» **STORED DATA**
⁂

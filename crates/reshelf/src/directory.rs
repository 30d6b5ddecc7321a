//! Asset directories: the namespace the engine reconciles
//!
//! [`AssetDirectory`] is the only way the engine touches the namespace.
//! Two implementations ship with the crate:
//!
//! - [`MemoryDirectory`]: an in-process namespace for hosts that mirror
//!   their own asset registry, and for tests
//! - [`FsDirectory`]: a real directory tree where `root/Props/rock.fbx`
//!   is the item `/Props/rock`

use crate::error::{ReshelfError, Result};
use crate::naming::{is_within, last_segment, normalize_path, parent_of};
use crate::types::Item;
use std::collections::{BTreeMap, BTreeSet};
use std::fs;
use std::path::{Path, PathBuf};
use std::sync::{Mutex, MutexGuard};
use tracing::{debug, warn};
use walkdir::WalkDir;

/// Namespace operations the engine depends on.
pub trait AssetDirectory: Send + Sync {
    /// Point-in-time listing of every item under `scope` (recursive).
    fn list(&self, scope: &str) -> Result<Vec<Item>>;

    /// Whether any item occupies `path`.
    fn exists(&self, path: &str) -> Result<bool>;

    /// Whether whatever occupies `path` is `item` itself.
    ///
    /// A case-only rename on case-insensitive storage resolves the
    /// destination to the item being renamed; any other occupant is a
    /// collision.
    fn is_same_item(&self, item: &Item, path: &str) -> Result<bool> {
        Ok(normalize_path(path) == item.location)
    }

    /// Create a directory and its parents. Must succeed if it already exists.
    fn ensure_directory(&self, path: &str) -> Result<()>;

    /// Move/rename `item` to `destination` as a single operation.
    ///
    /// `Ok(false)` means the directory refused the move and left the source
    /// untouched.
    fn move_item(&self, item: &Item, destination: &str) -> Result<bool>;

    /// Look up a single item by location.
    fn find(&self, location: &str) -> Result<Option<Item>> {
        let location = normalize_path(location);
        Ok(self
            .list(parent_of(&location))?
            .into_iter()
            .find(|item| item.location == location))
    }
}

// ============================================================================
// In-memory namespace
// ============================================================================

#[derive(Debug, Default)]
struct MemoryState {
    items: BTreeMap<String, Item>,
    directories: BTreeSet<String>,
    moves: usize,
}

impl MemoryState {
    fn add_directory_chain(&mut self, path: &str) {
        let mut current = normalize_path(path);
        loop {
            let parent = parent_of(&current).to_string();
            let is_root = current == "/";
            self.directories.insert(current);
            if is_root {
                break;
            }
            current = parent;
        }
    }
}

/// Thread-safe in-memory namespace.
///
/// Moves require the destination directory to exist, mirroring editors that
/// refuse to rename into a missing folder.
#[derive(Debug)]
pub struct MemoryDirectory {
    state: Mutex<MemoryState>,
}

impl Default for MemoryDirectory {
    fn default() -> Self {
        Self::new()
    }
}

impl MemoryDirectory {
    pub fn new() -> Self {
        let mut state = MemoryState::default();
        state.directories.insert("/".to_string());
        Self {
            state: Mutex::new(state),
        }
    }

    /// Build a namespace holding items at the given locations.
    pub fn with_items<'a>(locations: impl IntoIterator<Item = &'a str>) -> Self {
        let directory = Self::new();
        for location in locations {
            directory.insert(location);
        }
        directory
    }

    /// Build a namespace from a host listing of object paths
    /// (`/Game/Assets/meat.meat`).
    pub fn from_object_paths<'a>(paths: impl IntoIterator<Item = &'a str>) -> Self {
        let directory = Self::new();
        for path in paths {
            directory.insert_item(Item::from_object_path(path));
        }
        directory
    }

    /// Add an item (and its parent directories). Returns the stored item.
    pub fn insert(&self, location: &str) -> Item {
        self.insert_item(Item::new(location))
    }

    pub fn insert_item(&self, item: Item) -> Item {
        let mut state = self.lock();
        state.add_directory_chain(item.directory());
        state.items.insert(item.location.clone(), item.clone());
        item
    }

    /// Current item locations, sorted.
    pub fn locations(&self) -> Vec<String> {
        self.lock().items.keys().cloned().collect()
    }

    pub fn contains(&self, location: &str) -> bool {
        self.lock().items.contains_key(&normalize_path(location))
    }

    pub fn has_directory(&self, path: &str) -> bool {
        self.lock().directories.contains(&normalize_path(path))
    }

    /// Number of successful moves performed so far.
    pub fn move_count(&self) -> usize {
        self.lock().moves
    }

    fn lock(&self) -> MutexGuard<'_, MemoryState> {
        // A panic mid-operation cannot leave a half-applied move: every
        // mutation below is a single map update.
        self.state.lock().unwrap_or_else(|poisoned| poisoned.into_inner())
    }
}

impl AssetDirectory for MemoryDirectory {
    fn list(&self, scope: &str) -> Result<Vec<Item>> {
        let scope = normalize_path(scope);
        let state = self.lock();
        if !state.directories.contains(&scope) {
            return Err(ReshelfError::ScopeNotFound(scope));
        }
        Ok(state
            .items
            .values()
            .filter(|item| is_within(&item.location, &scope))
            .cloned()
            .collect())
    }

    fn exists(&self, path: &str) -> Result<bool> {
        Ok(self.lock().items.contains_key(&normalize_path(path)))
    }

    fn ensure_directory(&self, path: &str) -> Result<()> {
        self.lock().add_directory_chain(path);
        Ok(())
    }

    fn move_item(&self, item: &Item, destination: &str) -> Result<bool> {
        let destination = normalize_path(destination);
        let mut state = self.lock();

        if !state.items.contains_key(&item.location) {
            warn!(item = %item.location, "Move source does not exist");
            return Ok(false);
        }
        if state.items.contains_key(&destination) {
            return Ok(false);
        }
        if !state.directories.contains(parent_of(&destination)) {
            return Ok(false);
        }

        let Some(mut moved) = state.items.remove(&item.location) else {
            return Ok(false);
        };
        moved.name = last_segment(&destination).to_string();
        moved.location = destination.clone();
        state.items.insert(destination, moved);
        state.moves += 1;
        Ok(true)
    }

    fn find(&self, location: &str) -> Result<Option<Item>> {
        Ok(self.lock().items.get(&normalize_path(location)).cloned())
    }
}

// ============================================================================
// Filesystem namespace
// ============================================================================

/// Namespace backed by a directory tree.
///
/// Each file is one item; its extension is storage detail, so
/// `root/Props/rock.fbx` lives at `/Props/rock`. Moves keep the extension
/// and never overwrite an existing file. Dotfiles and dot-directories are
/// not listed.
#[derive(Debug, Clone)]
pub struct FsDirectory {
    root: PathBuf,
}

impl FsDirectory {
    pub fn new(root: impl Into<PathBuf>) -> Self {
        Self { root: root.into() }
    }

    pub fn root(&self) -> &Path {
        &self.root
    }

    /// Filesystem path of a namespace directory.
    pub fn resolve(&self, namespace_path: &str) -> PathBuf {
        let mut path = self.root.clone();
        for segment in namespace_path.split('/').filter(|s| !s.is_empty()) {
            path.push(segment);
        }
        path
    }

    fn file_for(&self, location: &str, extension: Option<&str>) -> PathBuf {
        let base = self.resolve(location);
        match extension {
            Some(ext) => {
                let mut name = base.file_name().map(|n| n.to_os_string()).unwrap_or_default();
                name.push(".");
                name.push(ext);
                base.with_file_name(name)
            }
            None => base,
        }
    }

    fn item_for(&self, path: &Path) -> Option<Item> {
        let rel = path.strip_prefix(&self.root).ok()?;
        let stem = path.file_stem()?.to_string_lossy().to_string();
        let parent = rel
            .parent()
            .map(normalize_path_to_forward_slashes)
            .unwrap_or_default();
        let location = normalize_path(&format!("{}/{}", parent, stem));
        let extension = path
            .extension()
            .map(|e| e.to_string_lossy().to_string())
            .unwrap_or_default();
        Some(Item::new(&location).with_extension(extension))
    }

    fn is_hidden(name: &std::ffi::OsStr) -> bool {
        name.to_string_lossy().starts_with('.')
    }

    /// Files whose stem is exactly the last segment of `location`.
    fn occupants(&self, location: &str) -> Result<Vec<PathBuf>> {
        let location = normalize_path(location);
        let name = last_segment(&location);
        let parent = self.resolve(parent_of(&location));

        let entries = match fs::read_dir(&parent) {
            Ok(entries) => entries,
            Err(err) if err.kind() == std::io::ErrorKind::NotFound => return Ok(Vec::new()),
            Err(err) => return Err(err.into()),
        };

        let mut found = Vec::new();
        for entry in entries {
            let entry = entry?;
            if !entry.file_type()?.is_file() {
                continue;
            }
            let path = entry.path();
            if path.file_stem().map(|s| s.to_string_lossy() == name).unwrap_or(false) {
                found.push(path);
            }
        }
        Ok(found)
    }
}

#[cfg(unix)]
fn same_file(a: &Path, b: &Path) -> Result<bool> {
    use std::os::unix::fs::MetadataExt;
    let (a, b) = (fs::metadata(a)?, fs::metadata(b)?);
    Ok(a.dev() == b.dev() && a.ino() == b.ino())
}

#[cfg(not(unix))]
fn same_file(a: &Path, b: &Path) -> Result<bool> {
    Ok(fs::canonicalize(a)? == fs::canonicalize(b)?)
}

/// Join path components with forward slashes regardless of platform.
fn normalize_path_to_forward_slashes(path: &Path) -> String {
    path.components()
        .map(|c| c.as_os_str().to_string_lossy())
        .collect::<Vec<_>>()
        .join("/")
}

impl AssetDirectory for FsDirectory {
    fn list(&self, scope: &str) -> Result<Vec<Item>> {
        let dir = self.resolve(scope);
        if !dir.is_dir() {
            return Err(ReshelfError::ScopeNotFound(normalize_path(scope)));
        }

        let mut items = Vec::new();
        let walker = WalkDir::new(&dir)
            .follow_links(false)
            .sort_by_file_name()
            .into_iter()
            .filter_entry(|e| e.depth() == 0 || !Self::is_hidden(e.file_name()));

        for entry in walker {
            let entry = match entry {
                Ok(entry) => entry,
                Err(err) => {
                    warn!(error = %err, "Skipping unreadable entry");
                    continue;
                }
            };
            if !entry.file_type().is_file() {
                continue;
            }
            if let Some(item) = self.item_for(entry.path()) {
                items.push(item);
            }
        }

        debug!(scope = %scope, items = items.len(), "Listed filesystem namespace");
        Ok(items)
    }

    fn exists(&self, path: &str) -> Result<bool> {
        Ok(!self.occupants(path)?.is_empty())
    }

    fn is_same_item(&self, item: &Item, path: &str) -> Result<bool> {
        let src = self.file_for(&item.location, item.extension.as_deref());
        let occupants = self.occupants(path)?;
        if occupants.is_empty() {
            return Ok(false);
        }
        for occupant in &occupants {
            if !same_file(&src, occupant)? {
                return Ok(false);
            }
        }
        Ok(true)
    }

    fn ensure_directory(&self, path: &str) -> Result<()> {
        // create_dir_all tolerates concurrent creators and existing dirs
        fs::create_dir_all(self.resolve(path))?;
        Ok(())
    }

    fn move_item(&self, item: &Item, destination: &str) -> Result<bool> {
        let src = self.file_for(&item.location, item.extension.as_deref());
        let dst = self.file_for(destination, item.extension.as_deref());

        if !src.is_file() {
            warn!(item = %item.location, "Move source does not exist");
            return Ok(false);
        }
        // On case-insensitive storage a case-only rename finds itself here
        if dst.exists() && !same_file(&src, &dst)? {
            return Ok(false);
        }

        fs::rename(&src, &dst).map_err(|e| ReshelfError::Move {
            from: src.display().to_string(),
            to: dst.display().to_string(),
            reason: e.to_string(),
        })?;
        Ok(true)
    }
}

⁂

Write out the lines of the entries, word for word, from the first through the one containing "and for tests", and stop at that line.

filename crates/reshelf/src/directory.rs
repository 30d6b5ddecc7321a
//! Asset directories: the namespace the engine reconciles
//!
//! [`AssetDirectory`] is the only way the engine touches the namespace.
//! Two implementations ship with the crate:
//!
//! - [`MemoryDirectory`]: an in-process namespace for hosts that mirror
//!   their own asset registry, and for tests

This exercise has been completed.